### What is expected
Using the records below, write out again exactly the lines that begin at the line containing "token is passed" and end at the line containing "fn reply_outcome(reply: &RelayReply)", and no other lines.

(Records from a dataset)
'''

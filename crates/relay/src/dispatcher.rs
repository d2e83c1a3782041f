//! Relay Dispatcher
//!
//! One pass through the state machine per inbound request:
//!
//! ```text
//! Received --open(tunnel)--> Decoded --decode--> Dispatching --> Responding
//!     |                         |                    |
//!     +--> Rejected             +--> Rejected        +--> sealed failure / miss
//! ```
//!
//! Every terminal state produces a [`RelayReply`] sealed under the tunnel key. The only way
//! `handle_*` can fail is if sealing the reply itself fails.

use std::sync::Arc;
use std::time::Duration;

use tokio::time::timeout;
use url::Url;

use common::content_key::{AssetIdentifier, ContentKeySource, ResolverError};
use common::crypto::{CipherChannel, CipherError, DecryptionError, KeyDomain, SealedToken};
use common::protocol::{ProtocolDecodeError, RejectKind, RelayReply, RoutingInstruction};

use crate::config::{DispatchPolicy, RelayKeys, RelayTargets};
use crate::fetch::{FetchError, Fetcher};

#[derive(Debug, thiserror::Error)]
pub enum DispatchError {
    #[error(transparent)]
    Decryption(#[from] DecryptionError),
    #[error(transparent)]
    ProtocolDecode(#[from] ProtocolDecodeError),
    #[error("content identifier is not utf-8")]
    IdentifierEncoding,
    #[error(transparent)]
    Fetch(#[from] FetchError),
    #[error(transparent)]
    Resolver(#[from] ResolverError),
    #[error("downstream call timed out after {0:?}")]
    Timeout(Duration),
}

impl DispatchError {
    /// Decryption faults are permanent; only transport hiccups are worth another attempt
    pub fn is_retryable(&self) -> bool {
        match self {
            DispatchError::Fetch(e) => e.is_transient(),
            _ => false,
        }
    }

    /// The sealed answer the client receives for this failure
    pub fn reply(&self) -> RelayReply {
        match self {
            DispatchError::Decryption(_) => RelayReply::Rejected(RejectKind::Decryption),
            DispatchError::ProtocolDecode(_) | DispatchError::IdentifierEncoding => {
                RelayReply::Rejected(RejectKind::ProtocolDecode)
            }
            DispatchError::Fetch(_) | DispatchError::Resolver(_) | DispatchError::Timeout(_) => {
                RelayReply::TransportFailure(self.to_string())
            }
        }
    }
}

/// Stateless request handler shared by every in-flight request
#[derive(Clone)]
pub struct Dispatcher {
    tunnel: CipherChannel,
    content_identifier: CipherChannel,
    targets: Arc<RelayTargets>,
    fetcher: Arc<dyn Fetcher>,
    resolver: Arc<dyn ContentKeySource>,
    policy: DispatchPolicy,
}

impl std::fmt::Debug for Dispatcher {
    fn fmt(&self, f: &mut std::fmt::Formatter<'_>) -> std::fmt::Result {
        f.debug_struct("Dispatcher")
            .field("tunnel", &self.tunnel)
            .field("content_identifier", &self.content_identifier)
            .field("targets", &self.targets)
            .field("policy", &self.policy)
            .finish()
    }
}

impl Dispatcher {
    pub fn new(
        keys: RelayKeys,
        targets: RelayTargets,
        fetcher: Arc<dyn Fetcher>,
        resolver: Arc<dyn ContentKeySource>,
        policy: DispatchPolicy,
    ) -> Self {
        Self {
            tunnel: CipherChannel::new(KeyDomain::Tunnel, keys.tunnel),
            content_identifier: CipherChannel::new(
                KeyDomain::ContentIdentifier,
                keys.content_identifier,
            ),
            targets: Arc::new(targets),
            fetcher,
            resolver,
            policy,
        }
    }

    /// Key domains this dispatcher is able to open
    pub fn key_domains(&self) -> [KeyDomain; 2] {
        [self.tunnel.domain(), self.content_identifier.domain()]
    }

    /// Handle `GET /relay/tunnel?payload=<token>`
    pub async fn handle_tunnel(&self, payload: &str) -> Result<SealedToken, CipherError> {
        let reply = match self.open_instruction(payload) {
            Ok(instruction) => self.dispatch(instruction).await,
            Err(e) => {
                tracing::warn!(error = %e, "rejecting tunnel request");
                e.reply()
            }
        };
        self.respond(reply)
    }

    /// Handle `GET /relay/resolve?content_key=<token>`
    ///
    /// Shortcut for a tunnel request carrying a `resolve` instruction: the content key arrives
    /// sealed under the content-identifier key only.
    pub async fn handle_resolve(&self, content_key: &str) -> Result<SealedToken, CipherError> {
        let reply = match SealedToken::from_urlsafe(content_key) {
            Ok(content_key) => {
                self.dispatch(RoutingInstruction::Resolve { content_key })
                    .await
            }
            Err(e) => {
                tracing::warn!(error = %e, "rejecting resolve request");
                DispatchError::from(e).reply()
            }
        };
        self.respond(reply)
    }

    /// Received -> Decoded
    fn open_instruction(&self, payload: &str) -> Result<RoutingInstruction, DispatchError> {
        let token = SealedToken::from_urlsafe(payload)?;
        let plaintext = self.tunnel.open(&token)?;
        Ok(RoutingInstruction::decode(&plaintext)?)
    }

    /// Dispatching: run one instruction to completion or timeout
    pub async fn dispatch(&self, instruction: RoutingInstruction) -> RelayReply {
        let route = instruction.name();
        let result = match instruction {
            RoutingInstruction::Direct => self.fetch(&self.targets.origin_url).await,
            RoutingInstruction::Cdn => self.fetch(&self.targets.cdn_url).await,
            RoutingInstruction::Resolve { content_key } => self.resolve(&content_key).await,
        };

        match result {
            Ok(reply) => {
                tracing::info!(route, outcome = reply_outcome(&reply), "dispatched");
                reply
            }
            Err(e) => {
                tracing::warn!(route, error = %e, "dispatch failed");
                e.reply()
            }
        }
    }

    /// Responding
    fn respond(&self, reply: RelayReply) -> Result<SealedToken, CipherError> {
        self.tunnel.seal(&reply.encode())
    }

    async fn fetch(&self, url: &Url) -> Result<RelayReply, DispatchError> {
        let mut attempt = 0;
        let mut backoff = self.policy.retry_backoff;

        loop {
            let result = match timeout(self.policy.request_timeout, self.fetcher.fetch(url)).await
            {
                Ok(result) => result.map_err(DispatchError::from),
                Err(_) => Err(DispatchError::Timeout(self.policy.request_timeout)),
            };

            match result {
                Ok(bytes) => return Ok(RelayReply::Payload(bytes)),
                Err(e) if attempt < self.policy.fetch_retries && e.is_retryable() => {
                    attempt += 1;
                    tracing::warn!(attempt, error = %e, "transient fetch failure, retrying");
                    tokio::time::sleep(backoff).await;
                    backoff *= 2;
                }
                Err(e) => return Err(e),
            }
        }
    }

    /// Open the content key under its own channel and look it up. The delivery token is passed
    /// back untouched.
    async fn resolve(&self, content_key: &SealedToken) -> Result<RelayReply, DispatchError> {
        let identifier = self.content_identifier.open(content_key)?;
        let identifier = String::from_utf8(identifier)
            .map(AssetIdentifier::new)
            .map_err(|_| DispatchError::IdentifierEncoding)?;

        match timeout(self.policy.request_timeout, self.resolver.resolve(&identifier)).await {
            Ok(Ok(Some(token))) => Ok(RelayReply::Payload(token.into_bytes())),
            Ok(Ok(None)) => Ok(RelayReply::NotFound),
            Ok(Err(e)) => Err(e.into()),
            Err(_) => Err(DispatchError::Timeout(self.policy.request_timeout)),
        }
    }
}

fn reply_outcome(reply: &RelayReply) -> &'static str {
    match reply {
        RelayReply::Payload(_) => "payload",
        RelayReply::NotFound => "not_found",
        RelayReply::TransportFailure(_) => "transport_failure",
        RelayReply::Rejected(_) => "rejected",
    }
}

'''

### Worked solution
    /// Open the content key under its own channel and look it up. The delivery token is passed
    /// back untouched.
    async fn resolve(&self, content_key: &SealedToken) -> Result<RelayReply, DispatchError> {
        let identifier = self.content_identifier.open(content_key)?;
        let identifier = String::from_utf8(identifier)
            .map(AssetIdentifier::new)
            .map_err(|_| DispatchError::IdentifierEncoding)?;

        match timeout(self.policy.request_timeout, self.resolver.resolve(&identifier)).await {
            Ok(Ok(Some(token))) => Ok(RelayReply::Payload(token.into_bytes())),
            Ok(Ok(None)) => Ok(RelayReply::NotFound),
            Ok(Err(e)) => Err(e.into()),
            Err(_) => Err(DispatchError::Timeout(self.policy.request_timeout)),
        }
    }
}

fn reply_outcome(reply: &RelayReply) -> &'static str {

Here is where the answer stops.